I then added dirt to fill the hole and used a tamper to pack it down tight.
|First I used a 2×4 to tamp close to the post, and I held a level to keep the post plumb.
|Then I used a steel hand tamper, which was heavy, but fun to use. By adding more dirt, and packing it down tight around the post, this post would be very solid.
|When I was done, I gave my dad the thumbs up.
I said, “Let’s get the other one done. But this time, you dig it. I’ll set the post.” My dad said, “Sure, but you have to clean up the tools when we’re finished!”
I guess a helper’s job is never done.
Until the next job…
• • •
Carter Silva is eight years old and is in the third grade. He has two brothers (Zachary—16, and Corey—5) who he loves playing with. When he’s not helping his dad fix the house on the weekends, he is busy playing hockey, doing tricks on his bike, throwing footballs with his friends, and playing with construction trucks.
He was bitten by the carpentry bug when he started to walk, at about nine-months old. Carter is very ambitious. When his father noticed that Carter liked playing with hand tools (plastic toy tools), he began to teach Carter how they were used.

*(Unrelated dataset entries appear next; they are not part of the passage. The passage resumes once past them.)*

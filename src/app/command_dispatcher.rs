//! CLI command routing: runs the List, Download, and Sync subcommands.
//!
//! This is the call site that composes the listing and download clients;
//! the library itself never feeds one into the other.

use std::io::IsTerminal;
use std::path::Path;

use anyhow::{Context, Result};
use tracing::{debug, error, info, warn};
use workbook_dl::{ClientConfig, DownloadError, Workbook, WorkbookDownloader, WorkbookLister};

use super::ProcessExit;
use super::exit_handler::{SyncStats, determine_exit_outcome};
use super::progress_manager::sync_progress_bar;
use crate::cli::Command;

/// Runs `command` against the platform described by `config`.
pub(crate) async fn run(command: Command, config: &ClientConfig, quiet: bool) -> Result<ProcessExit> {
    match command {
        Command::List { username, json } => {
            let lister = WorkbookLister::with_config(config)?;
            run_list(&lister, &username, json).await
        }
        Command::Download {
            repository_id,
            output_dir,
        } => {
            let downloader = WorkbookDownloader::with_config(config)?;
            run_download(&downloader, &repository_id, &output_dir).await
        }
        Command::Sync {
            username,
            output_dir,
            no_progress,
        } => {
            let lister = WorkbookLister::with_config(config)?;
            let downloader = WorkbookDownloader::with_config(config)?;
            let show_progress = !no_progress && !quiet && std::io::stderr().is_terminal();
            run_sync(&lister, &downloader, &username, &output_dir, show_progress).await
        }
    }
}

async fn run_list(lister: &WorkbookLister, username: &str, json: bool) -> Result<ProcessExit> {
    match lister.list_all_workbooks(username).await {
        Ok(workbooks) => {
            print_workbooks(&workbooks, json)?;
            Ok(ProcessExit::Success)
        }
        Err(list_error) => {
            // Print what arrived before the failing page, then report the failure.
            print_workbooks(list_error.partial(), json)?;
            Err(list_error).with_context(|| format!("failed to list workbooks for '{username}'"))
        }
    }
}

fn print_workbooks(workbooks: &[Workbook], json: bool) -> Result<()> {
    if json {
        println!("{}", serde_json::to_string_pretty(workbooks)?);
    } else {
        for workbook in workbooks {
            println!("{}", format_workbook_line(workbook));
        }
    }
    Ok(())
}

fn format_workbook_line(workbook: &Workbook) -> String {
    format!(
        "{}\t{}\t{}",
        workbook.repository_id(),
        workbook.size_bytes(),
        workbook.title()
    )
}

async fn run_download(
    downloader: &WorkbookDownloader,
    repository_id: &str,
    output_dir: &Path,
) -> Result<ProcessExit> {
    match downloader.download_workbook(repository_id, output_dir).await {
        Ok(path) => {
            println!("{}", path.display());
            Ok(ProcessExit::Success)
        }
        Err(download_error) if download_error.is_not_found() => {
            error!(repository_id, "{download_error}");
            Ok(ProcessExit::NotFound)
        }
        Err(download_error) => Err(download_error)
            .with_context(|| format!("failed to download workbook '{repository_id}'")),
    }
}

async fn run_sync(
    lister: &WorkbookLister,
    downloader: &WorkbookDownloader,
    username: &str,
    output_dir: &Path,
    show_progress: bool,
) -> Result<ProcessExit> {
    tokio::fs::create_dir_all(output_dir)
        .await
        .with_context(|| format!("failed to create output directory '{}'", output_dir.display()))?;

    let mut stats = SyncStats::default();
    let workbooks = match lister.list_all_workbooks(username).await {
        Ok(workbooks) => {
            stats.listing_complete = true;
            workbooks
        }
        Err(list_error) => {
            let (kind, partial) = list_error.into_parts();
            warn!(
                error = %kind,
                received = partial.len(),
                "listing incomplete; downloading the workbooks received so far"
            );
            partial
        }
    };
    info!(username, total = workbooks.len(), "syncing workbooks");

    let progress = sync_progress_bar(show_progress, workbooks.len());
    for workbook in &workbooks {
        let repository_id = workbook.repository_id();
        progress.set_message(repository_id.to_string());

        match downloader.download_workbook(repository_id, output_dir).await {
            Ok(path) => {
                stats.downloaded += 1;
                debug!(repository_id, path = %path.display(), "synced workbook");
            }
            Err(download_error) if download_error.is_not_found() => {
                stats.not_found += 1;
                progress.suspend(|| {
                    warn!(repository_id, "workbook not available for download; skipping");
                });
            }
            Err(DownloadError::UnsafeRepositoryId { .. }) => {
                stats.not_found += 1;
                progress.suspend(|| {
                    warn!(repository_id, "listed identifier is not a safe file name; skipping");
                });
            }
            Err(download_error) => {
                progress.finish_and_clear();
                return Err(download_error)
                    .with_context(|| format!("failed to download workbook '{repository_id}'"));
            }
        }
        progress.inc(1);
    }
    progress.finish_and_clear();

    info!(
        downloaded = stats.downloaded,
        not_found = stats.not_found,
        listing_complete = stats.listing_complete,
        "sync complete"
    );

    Ok(determine_exit_outcome(stats))
}

#[cfg(test)]
mod tests {
    use super::format_workbook_line;
    use workbook_dl::Workbook;

    #[test]
    fn test_format_workbook_line_is_tab_separated() {
        let workbook: Workbook = serde_json::from_value(serde_json::json!({
            "workbookRepoUrl": "Superstore",
            "size": 1024,
            "title": "Superstore Sales"
        }))
        .unwrap();

        assert_eq!(
            format_workbook_line(&workbook),
            "Superstore\t1024\tSuperstore Sales"
        );
    }
}
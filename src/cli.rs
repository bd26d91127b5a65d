//! CLI argument definitions using clap derive macros.

use std::path::PathBuf;

use clap::{Parser, Subcommand};

use workbook_dl::config::{CONNECT_TIMEOUT_SECS, READ_TIMEOUT_SECS};

/// List and download published Tableau Public workbooks.
#[derive(Parser, Debug)]
#[command(name = "workbook-dl")]
#[command(author, version, about)]
pub struct Args {
    /// Increase output verbosity (-v for debug, -vv for trace)
    #[arg(short, long, action = clap::ArgAction::Count, global = true)]
    pub verbose: u8,

    /// Suppress non-error output
    #[arg(short, long, global = true)]
    pub quiet: bool,

    /// Platform base URL (defaults to $WORKBOOK_DL_BASE_URL, then the public host)
    #[arg(long, global = true)]
    pub base_url: Option<String>,

    /// HTTP connect timeout in seconds (1-3600)
    #[arg(long, global = true, default_value_t = CONNECT_TIMEOUT_SECS, value_parser = clap::value_parser!(u64).range(1..=3600))]
    pub connect_timeout: u64,

    /// HTTP request timeout in seconds, including body transfer (1-3600)
    #[arg(long, global = true, default_value_t = READ_TIMEOUT_SECS, value_parser = clap::value_parser!(u64).range(1..=3600))]
    pub read_timeout: u64,

    #[command(subcommand)]
    pub command: Command,
}

#[derive(Subcommand, Debug)]
pub enum Command {
    /// List every workbook published by a user
    List {
        /// Profile handle
        username: String,

        /// Print the listing as a JSON array
        #[arg(long)]
        json: bool,
    },

    /// Download a single workbook by repository identifier
    Download {
        /// Repository identifier (the `workbookRepoUrl` listing field)
        repository_id: String,

        /// Existing directory to write the workbook into
        #[arg(short = 'o', long, default_value = ".")]
        output_dir: PathBuf,
    },

    /// Download every workbook published by a user
    Sync {
        /// Profile handle
        username: String,

        /// Directory to write workbooks into (created if missing)
        #[arg(short = 'o', long, default_value = ".")]
        output_dir: PathBuf,

        /// Disable the progress bar
        #[arg(long)]
        no_progress: bool,
    },
}
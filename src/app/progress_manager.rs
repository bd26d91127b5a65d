//! Progress bar for `sync` runs.

use std::time::Duration;

use indicatif::{ProgressBar, ProgressStyle};

/// Creates the sync progress bar, or a hidden one when `enabled` is false.
pub(crate) fn sync_progress_bar(enabled: bool, total: usize) -> ProgressBar {
    if !enabled {
        return ProgressBar::hidden();
    }

    let bar = ProgressBar::new(u64::try_from(total).unwrap_or(u64::MAX));
    bar.set_style(
        ProgressStyle::with_template("{spinner} [{pos}/{len}] Downloading {msg}...")
            .unwrap_or_else(|_| ProgressStyle::default_bar()),
    );
    bar.enable_steady_tick(Duration::from_millis(100));
    bar
}
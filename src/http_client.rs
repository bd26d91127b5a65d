//! Shared HTTP client construction for the listing and download clients.
//!
//! Both clients get the same timeout, user-agent and compression policy from
//! a [`ClientConfig`].

use std::panic::{AssertUnwindSafe, catch_unwind};
use std::time::Duration;

use reqwest::{Client, ClientBuilder, Proxy};
use tracing::warn;

use crate::config::{ClientConfig, ConfigError};

/// Builds a `reqwest` client from validated configuration.
///
/// # Errors
///
/// Returns [`ConfigError`] when the configuration is invalid or the client
/// builder fails.
pub(crate) fn build_http_client(config: &ClientConfig) -> Result<Client, ConfigError> {
    config.validate()?;

    match try_build_client(config, false) {
        Ok(client) => Ok(client),
        Err(BuildClientFailure::Panic) => {
            // Some sandboxed macOS environments panic when querying system
            // proxy settings; env proxies are still honoured on the fallback.
            warn!("HTTP client builder panicked while loading system proxy settings; retrying with env-proxy fallback");
            match try_build_client(config, true) {
                Ok(client) => Ok(client),
                Err(BuildClientFailure::Panic) => Err(ConfigError::HttpClient {
                    reason: "client builder panicked while applying env-proxy fallback"
                        .to_string(),
                }),
                Err(BuildClientFailure::Build(error)) => Err(ConfigError::HttpClient {
                    reason: error.to_string(),
                }),
            }
        }
        Err(BuildClientFailure::Build(error)) => Err(ConfigError::HttpClient {
            reason: error.to_string(),
        }),
    }
}

enum BuildClientFailure {
    Panic,
    Build(reqwest::Error),
}

fn try_build_client(
    config: &ClientConfig,
    disable_system_proxy_lookup: bool,
) -> Result<Client, BuildClientFailure> {
    catch_unwind(AssertUnwindSafe(|| {
        let mut builder = base_builder(config);
        if disable_system_proxy_lookup {
            builder = apply_env_proxy_fallback(builder.no_proxy());
        }
        builder.build().map_err(BuildClientFailure::Build)
    }))
    .map_err(|_| BuildClientFailure::Panic)?
}

fn base_builder(config: &ClientConfig) -> ClientBuilder {
    Client::builder()
        .connect_timeout(Duration::from_secs(config.connect_timeout_secs))
        .timeout(Duration::from_secs(config.read_timeout_secs))
        .user_agent(config.user_agent.clone())
        .gzip(true)
}

fn apply_env_proxy_fallback(mut builder: ClientBuilder) -> ClientBuilder {
    if let Some(proxy) = env_proxy_for_scheme("https")
        && let Ok(resolved) = Proxy::https(&proxy)
    {
        builder = builder.proxy(resolved);
    }
    if let Some(proxy) = env_proxy_for_scheme("http")
        && let Ok(resolved) = Proxy::http(&proxy)
    {
        builder = builder.proxy(resolved);
    }
    builder
}

fn env_proxy_for_scheme(scheme: &str) -> Option<String> {
    let names: &[&str] = match scheme {
        "https" => &["HTTPS_PROXY", "https_proxy", "ALL_PROXY", "all_proxy"],
        "http" => &["HTTP_PROXY", "http_proxy", "ALL_PROXY", "all_proxy"],
        _ => return None,
    };
    names.iter().find_map(|name| {
        std::env::var(name)
            .ok()
            .map(|value| value.trim().to_string())
            .filter(|value| !value.is_empty())
    })
}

Carter started by going around his home with a small level, checking any molding detail he could reach to see if it was level or plumb. He even checked his dad’s work just to make sure it was right. Carter would also accompany his dad on estimates, after daycare, and he’d help pick up stock for the next day and do contract signings. He really enjoys the trade that his father has welcomed him into, and he’s appreciated the educational opportunities he’s attended with his father, like the JLC LIVE show and Katz Roadshows.
Carter is like an old soul that has been here before. He continues to amaze his mother and father in the passion he has for this trade.